On Aug 23, 2004, at 5:15 PM, Rick Frankel wrote:
I have created an outline field w/ perl objects as the items. Everything works ok until I dereference the items in either a doubleClick (as in the OutlineView example) or via itemAtRow, at which point the item is corrupted (the objectForItem value is blanked out and a "Bizarre copy of CODE" error is thrown the next time the item is requested in the objectValeForTableColumn selector. If I do a $sender->reloadData in the selector everything is fine, but of course this collapses the outline and looses the selection.
Is this a bug or is there a fundamental reason why perl objects can't be used as outline items?
Short answer: Perl objects can't be used as outline objects.
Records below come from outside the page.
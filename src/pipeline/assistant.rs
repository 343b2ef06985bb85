use std::sync::Arc;

use chrono::{DateTime, NaiveDateTime, Utc};
use serde::Deserialize;
use serde_json::json;

use super::conversation::{ConversationStore, Session};
use super::llm::{ChatMessage, LlmError, OpenAiClient, ToolCall, ToolSpec};
use crate::models::{
    Appointment, AppointmentStatus, BusinessProfile, Reservation, ReservationStatus,
};
use crate::store::Repository;

/// Upper bound on model round-trips for a single caller turn.
const MAX_TOOL_ROUNDS: usize = 3;

const FOLLOW_UP: &str =
    "I want to make sure I get that right, so I'll have someone from the team follow up with you.";

/// Generates the assistant's spoken replies and carries out bookings.
pub struct Assistant {
    llm: Arc<OpenAiClient>,
    repo: Arc<Repository>,
    conversations: ConversationStore,
    default_name: String,
}

impl Assistant {
    pub fn new(
        llm: Arc<OpenAiClient>,
        repo: Arc<Repository>,
        conversations: ConversationStore,
        default_name: String,
    ) -> Self {
        Self {
            llm,
            repo,
            conversations,
            default_name,
        }
    }

    /// Produce the reply to one caller utterance and record the turn in the
    /// call's conversation history.
    pub async fn respond(
        &self,
        call_sid: &str,
        session: &Session,
        business: Option<&BusinessProfile>,
        utterance: &str,
    ) -> Result<String, LlmError> {
        let system = system_prompt(
            &self.default_name,
            business,
            session.caller_name.as_deref(),
            Utc::now(),
        );
        let tools = business.map(tools_for).unwrap_or_default();

        let mut messages = Vec::with_capacity(session.history.len() + 4);
        messages.push(ChatMessage::system(system));
        messages.extend(session.history.iter().cloned());
        let mut turn = vec![ChatMessage::user(utterance)];
        messages.push(ChatMessage::user(utterance));

        for round in 0..MAX_TOOL_ROUNDS {
            let reply = self.llm.chat(&messages, &tools).await?;

            if reply.tool_calls.is_empty() {
                let text = reply.content.unwrap_or_default().trim().to_string();
                turn.push(ChatMessage::assistant(text.clone()));
                self.conversations.append(call_sid, turn).await;
                return Ok(text);
            }

            tracing::info!(
                call_sid,
                round,
                tools = reply.tool_calls.len(),
                "Model requested tool calls"
            );

            let calls = reply.tool_calls.clone();
            messages.push(reply.clone());
            turn.push(reply);
            for call in &calls {
                let result = match business {
                    Some(b) => self.execute_tool(b, session, call).await,
                    None => json!({ "error": "no business context" }).to_string(),
                };
                let msg = ChatMessage::tool_result(&call.id, result);
                messages.push(msg.clone());
                turn.push(msg);
            }
        }

        tracing::warn!(call_sid, "Tool round limit reached, deferring to staff");
        turn.push(ChatMessage::assistant(FOLLOW_UP));
        self.conversations.append(call_sid, turn).await;
        Ok(FOLLOW_UP.to_string())
    }

    /// Single-shot reply for the dashboard chat widget. No tools, no session.
    pub async fn chat_reply(
        &self,
        business: Option<&BusinessProfile>,
        history: Vec<ChatMessage>,
    ) -> Result<String, LlmError> {
        let mut messages = vec![ChatMessage::system(system_prompt(
            &self.default_name,
            business,
            None,
            Utc::now(),
        ))];
        messages.extend(history);
        let reply = self.llm.chat(&messages, &[]).await?;
        Ok(reply.content.unwrap_or_default().trim().to_string())
    }

    /// Run a tool call and return the JSON result fed back to the model.
    async fn execute_tool(
        &self,
        business: &BusinessProfile,
        session: &Session,
        call: &ToolCall,
    ) -> String {
        let args = &call.function.arguments;
        let result = match call.function.name.as_str() {
            "book_appointment" => self.book_appointment(business, session, args).await,
            "make_reservation" => self.make_reservation(business, session, args).await,
            other => Err(format!("unknown tool {other}")),
        };
        match result {
            Ok(v) => v.to_string(),
            Err(e) => {
                tracing::warn!(tool = %call.function.name, "Tool call failed: {e}");
                json!({ "error": e }).to_string()
            }
        }
    }

    async fn book_appointment(
        &self,
        business: &BusinessProfile,
        session: &Session,
        arguments: &str,
    ) -> Result<serde_json::Value, String> {
        let args: AppointmentArgs =
            serde_json::from_str(arguments).map_err(|e| format!("invalid arguments: {e}"))?;
        let scheduled_for = parse_when(&args.datetime, Utc::now())?;

        let appointment = Appointment {
            id: None,
            business_id: business.id.clone(),
            caller_phone: session.caller_phone.clone(),
            caller_name: args.caller_name,
            service: args.service,
            scheduled_for,
            status: AppointmentStatus::Scheduled,
            notes: args.notes,
        };
        let saved = self.repo.create_appointment(&appointment).await.map_err(|e| {
            tracing::error!(business_id = %business.id, "Failed to save appointment: {e}");
            "could not save the appointment".to_string()
        })?;

        tracing::info!(
            business_id = %business.id,
            scheduled_for = %saved.scheduled_for,
            "Appointment booked"
        );
        Ok(json!({
            "status": "booked",
            "id": saved.id,
            "service": saved.service,
            "scheduled_for": saved.scheduled_for,
        }))
    }

    async fn make_reservation(
        &self,
        business: &BusinessProfile,
        session: &Session,
        arguments: &str,
    ) -> Result<serde_json::Value, String> {
        let args: ReservationArgs =
            serde_json::from_str(arguments).map_err(|e| format!("invalid arguments: {e}"))?;
        if args.party_size == 0 {
            return Err("party size must be at least 1".to_string());
        }
        let reserved_for = parse_when(&args.datetime, Utc::now())?;

        let reservation = Reservation {
            id: None,
            business_id: business.id.clone(),
            caller_phone: session.caller_phone.clone(),
            caller_name: args.caller_name,
            party_size: args.party_size,
            reserved_for,
            status: ReservationStatus::Pending,
            notes: args.notes,
        };
        let saved = self.repo.create_reservation(&reservation).await.map_err(|e| {
            tracing::error!(business_id = %business.id, "Failed to save reservation: {e}");
            "could not save the reservation".to_string()
        })?;

        tracing::info!(
            business_id = %business.id,
            party_size = saved.party_size,
            "Reservation made"
        );
        Ok(json!({
            "status": "reserved",
            "id": saved.id,
            "party_size": saved.party_size,
            "reserved_for": saved.reserved_for,
        }))
    }
}

#[derive(Deserialize)]
struct AppointmentArgs {
    caller_name: String,
    service: String,
    datetime: String,
    #[serde(default)]
    notes: Option<String>,
}

#[derive(Deserialize)]
struct ReservationArgs {
    caller_name: String,
    party_size: u32,
    datetime: String,
    #[serde(default)]
    notes: Option<String>,
}

/// Parse a model-supplied date/time. Values without an offset are taken as UTC.
fn parse_when(raw: &str, now: DateTime<Utc>) -> Result<DateTime<Utc>, String> {
    let raw = raw.trim();
    let parsed = DateTime::parse_from_rfc3339(raw)
        .map(|dt| dt.with_timezone(&Utc))
        .ok()
        .or_else(|| {
            ["%Y-%m-%dT%H:%M:%S", "%Y-%m-%dT%H:%M", "%Y-%m-%d %H:%M"]
                .iter()
                .find_map(|fmt| NaiveDateTime::parse_from_str(raw, fmt).ok())
                .map(|naive| naive.and_utc())
        })
        .ok_or_else(|| {
            format!("could not understand the date/time '{raw}', use YYYY-MM-DDTHH:MM")
        })?;

    if parsed < now {
        return Err("that time is in the past".to_string());
    }
    Ok(parsed)
}

/// Function tools offered to the model for this kind of business.
pub fn tools_for(business: &BusinessProfile) -> Vec<ToolSpec> {
    if business.takes_reservations() {
        vec![ToolSpec {
            name: "make_reservation",
            description: "Reserve a table once the caller has confirmed their name, \
                          party size and time.",
            parameters: json!({
                "type": "object",
                "properties": {
                    "caller_name": { "type": "string" },
                    "party_size": { "type": "integer", "minimum": 1 },
                    "datetime": { "type": "string", "description": "ISO 8601, e.g. 2025-06-01T19:30" },
                    "notes": { "type": "string" }
                },
                "required": ["caller_name", "party_size", "datetime"]
            }),
        }]
    } else {
        vec![ToolSpec {
            name: "book_appointment",
            description: "Book an appointment once the caller has confirmed their name, \
                          the service and the time.",
            parameters: json!({
                "type": "object",
                "properties": {
                    "caller_name": { "type": "string" },
                    "service": { "type": "string" },
                    "datetime": { "type": "string", "description": "ISO 8601, e.g. 2025-06-01T14:00" },
                    "notes": { "type": "string" }
                },
                "required": ["caller_name", "service", "datetime"]
            }),
        }]
    }
}

/// Build the system prompt for a phone conversation.
pub fn system_prompt(
    default_name: &str,
    business: Option<&BusinessProfile>,
    caller_name: Option<&str>,
    now: DateTime<Utc>,
) -> String {
    let name = business
        .and_then(|b| b.assistant_name.as_deref())
        .unwrap_or(default_name);

    let mut prompt = match business {
        Some(b) => format!(
            "You are {name}, the friendly AI receptionist for {}{}. ",
            b.business_name,
            b.business_type
                .as_deref()
                .map(|t| format!(", a {t}"))
                .unwrap_or_default()
        ),
        None => format!("You are {name}, a friendly AI phone assistant. "),
    };

    prompt.push_str(
        "You are speaking on the phone, so keep every answer to one or two short \
         sentences, never use lists, markdown or emoji, and ask one question at a time. ",
    );

    if let Some(b) = business {
        if let Some(ref hours) = b.business_hours {
            prompt.push_str(&format!("Business hours: {hours}. "));
        }
        if !b.services.is_empty() {
            prompt.push_str(&format!("Services offered: {}. ", b.services.join(", ")));
        }
        if b.takes_reservations() {
            prompt.push_str(
                "You can reserve tables. Collect the caller's name, party size and time, \
                 confirm them back, then call make_reservation. ",
            );
        } else {
            prompt.push_str(
                "You can book appointments. Collect the caller's name, the service and a time, \
                 confirm them back, then call book_appointment. ",
            );
        }
    }

    if let Some(caller) = caller_name {
        prompt.push_str(&format!("The caller is {caller}, a returning customer. "));
    }

    prompt.push_str(&format!(
        "The current date and time is {} UTC. \
         If you cannot help, offer to have a team member call back.",
        now.format("%A %Y-%m-%d %H:%M")
    ));
    prompt
}
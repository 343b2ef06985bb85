use axum::extract::{Request, State};
use axum::http::HeaderMap;
use axum::middleware::Next;
use axum::response::{IntoResponse, Response};

use crate::error::ApiError;
use crate::AppState;

/// Middleware guarding every `/api/*` route.
pub async fn require_token(State(state): State<AppState>, req: Request, next: Next) -> Response {
    match check_auth(req.headers(), &state.config.api.token) {
        Ok(()) => next.run(req).await,
        Err(e) => e.into_response(),
    }
}

/// Compare the `Authorization: Bearer` header against the configured token.
pub fn check_auth(headers: &HeaderMap, expected_token: &str) -> Result<(), ApiError> {
    if expected_token.is_empty() {
        tracing::warn!("API token not configured, rejecting request");
        return Err(ApiError::NotConfigured("API token"));
    }

    let provided = headers
        .get("authorization")
        .and_then(|v| v.to_str().ok())
        .and_then(|v| v.strip_prefix("Bearer "));

    match provided {
        Some(token) if token == expected_token => Ok(()),
        _ => {
            tracing::warn!("Unauthorized API request");
            Err(ApiError::Unauthorized)
        }
    }
}
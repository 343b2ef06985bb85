use std::collections::HashMap;
use std::sync::Arc;
use std::time::{Duration, Instant};

use tokio::sync::Mutex;

use super::llm::{ChatMessage, Role};
use crate::models::CallDirection;

/// Per-call conversation state, kept between Twilio webhook invocations.
#[derive(Debug, Clone)]
pub struct Session {
    pub business_id: Option<String>,
    pub caller_phone: String,
    pub caller_name: Option<String>,
    pub direction: CallDirection,
    /// Chat history sent to the model, excluding the system prompt.
    pub history: Vec<ChatMessage>,
    /// Human-readable transcript for the call log.
    pub transcript: Vec<String>,
    last_used: Instant,
}

impl Session {
    pub fn new(
        business_id: Option<String>,
        caller_phone: String,
        caller_name: Option<String>,
        direction: CallDirection,
    ) -> Self {
        Self {
            business_id,
            caller_phone,
            caller_name,
            direction,
            history: Vec::new(),
            transcript: Vec::new(),
            last_used: Instant::now(),
        }
    }
}

/// Conversation sessions keyed by CallSid. Idle sessions are pruned on access.
#[derive(Clone)]
pub struct ConversationStore {
    sessions: Arc<Mutex<HashMap<String, Session>>>,
    timeout: Duration,
    max_history: usize,
}

impl ConversationStore {
    pub fn new(timeout_secs: u64, max_history: usize) -> Self {
        Self {
            sessions: Arc::new(Mutex::new(HashMap::new())),
            timeout: Duration::from_secs(timeout_secs),
            max_history: max_history.max(2),
        }
    }

    /// Start (or restart) the session for a call.
    pub async fn open(&self, call_sid: &str, session: Session) {
        let mut sessions = self.sessions.lock().await;
        sessions.retain(|_, s| s.last_used.elapsed() < self.timeout);
        sessions.insert(call_sid.to_string(), session);
    }

    /// Snapshot of a call's session, refreshing its idle timer.
    pub async fn get(&self, call_sid: &str) -> Option<Session> {
        let mut sessions = self.sessions.lock().await;
        sessions.retain(|_, s| s.last_used.elapsed() < self.timeout);
        let session = sessions.get_mut(call_sid)?;
        session.last_used = Instant::now();
        Some(session.clone())
    }

    /// Append messages produced by one caller turn.
    ///
    /// History is trimmed from the front to `max_history`, always at the
    /// start of a caller turn so a tool result never loses its tool call.
    /// The latest turn is kept whole even when it alone exceeds the cap.
    pub async fn append(&self, call_sid: &str, messages: Vec<ChatMessage>) {
        let mut sessions = self.sessions.lock().await;
        let Some(session) = sessions.get_mut(call_sid) else {
            return;
        };

        for msg in &messages {
            let line = match (msg.role, msg.content.as_deref()) {
                (Role::User, Some(text)) => format!("Caller: {text}"),
                (Role::Assistant, Some(text)) if !text.is_empty() => format!("Assistant: {text}"),
                _ => continue,
            };
            session.transcript.push(line);
        }

        session.history.extend(messages);
        if session.history.len() > self.max_history {
            let history = &session.history;
            let start = history.len() - self.max_history;
            let cut = history[start..]
                .iter()
                .position(|m| m.role == Role::User)
                .map(|i| start + i)
                .or_else(|| history.iter().rposition(|m| m.role == Role::User))
                .unwrap_or_else(|| {
                    start
                        + history[start..]
                            .iter()
                            .take_while(|m| m.role == Role::Tool)
                            .count()
                });
            session.history.drain(..cut);
        }
        session.last_used = Instant::now();
    }

    /// Record something the assistant said outside the model (greeting, script).
    pub async fn note_assistant(&self, call_sid: &str, text: &str) {
        self.append(call_sid, vec![ChatMessage::assistant(text)]).await;
    }

    /// Remove a session (call ended), returning its final state.
    pub async fn end(&self, call_sid: &str) -> Option<Session> {
        self.sessions.lock().await.remove(call_sid)
    }
}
Long answer: When you pass a Perl object to a Cocoa method, a ObjC stand-in is created, but not retained. Ordinarily, if the receiving object needs access to it later, it retains the passed-in object. NSOutlineView doesn't follow this "cardinal rule" of Cocoa memory management - it needs to access the same objects at a later time, but it doesn't retain them itself.
That's no problem for Cocoa objects - we can simply send them a retain(), or use alloc()->init() to create an object that's been implicitly retained. Although having to remember to send a matching release() when you're done with the object can be a pain - Perl programmers are generally not used to dealing with memory management.
But it's a problem for Perl objects, because the ObjC stand-in cannot be accessed from Perl. It can't be retained unless the Cocoa object it's passed to retains it, which NSOutlineView doesn't do.